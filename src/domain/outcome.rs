use super::MatchRecord;

/// Result of one scrape run.
///
/// `Empty` is the diagnostic branch: nothing survived extraction and
/// deduplication, so the markup (when the page loaded at all) is worth
/// keeping for inspection.
#[derive(Debug, Clone, PartialEq, Eq)]
pub enum ScrapeOutcome {
    Matches {
        records: Vec<MatchRecord>,
        markup: String,
    },
    Empty {
        markup: Option<String>,
    },
}

impl ScrapeOutcome {
    pub fn from_records(records: Vec<MatchRecord>, markup: String) -> Self {
        if records.is_empty() {
            Self::Empty {
                markup: Some(markup),
            }
        } else {
            Self::Matches { records, markup }
        }
    }

    pub fn records(&self) -> &[MatchRecord] {
        match self {
            Self::Matches { records, .. } => records,
            Self::Empty { .. } => &[],
        }
    }

    pub fn into_records(self) -> Vec<MatchRecord> {
        match self {
            Self::Matches { records, .. } => records,
            Self::Empty { .. } => Vec::new(),
        }
    }

    pub fn markup(&self) -> Option<&str> {
        match self {
            Self::Matches { markup, .. } => Some(markup),
            Self::Empty { markup } => markup.as_deref(),
        }
    }

    pub fn is_empty(&self) -> bool {
        matches!(self, Self::Empty { .. })
    }
}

§ Problem
Could the data above be set down exactly, in full?

§ Answer to the exercise
filename src/domain/outcome.rs
use super::MatchRecord;

/// Result of one scrape run.
///
/// `Empty` is the diagnostic branch: nothing survived extraction and
/// deduplication, so the markup (when the page loaded at all) is worth
/// keeping for inspection.
#[derive(Debug, Clone, PartialEq, Eq)]
pub enum ScrapeOutcome {
    Matches {
        records: Vec<MatchRecord>,
        markup: String,
    },
    Empty {
        markup: Option<String>,
    },
}

impl ScrapeOutcome {
    pub fn from_records(records: Vec<MatchRecord>, markup: String) -> Self {
        if records.is_empty() {
            Self::Empty {
                markup: Some(markup),
            }
        } else {
            Self::Matches { records, markup }
        }
    }

    pub fn records(&self) -> &[MatchRecord] {
        match self {
            Self::Matches { records, .. } => records,
            Self::Empty { .. } => &[],
        }
    }

    pub fn into_records(self) -> Vec<MatchRecord> {
        match self {
            Self::Matches { records, .. } => records,
            Self::Empty { .. } => Vec::new(),
        }
    }

    pub fn markup(&self) -> Option<&str> {
        match self {
            Self::Matches { markup, .. } => Some(markup),
            Self::Empty { markup } => markup.as_deref(),
        }
    }

    pub fn is_empty(&self) -> bool {
        matches!(self, Self::Empty { .. })
    }
}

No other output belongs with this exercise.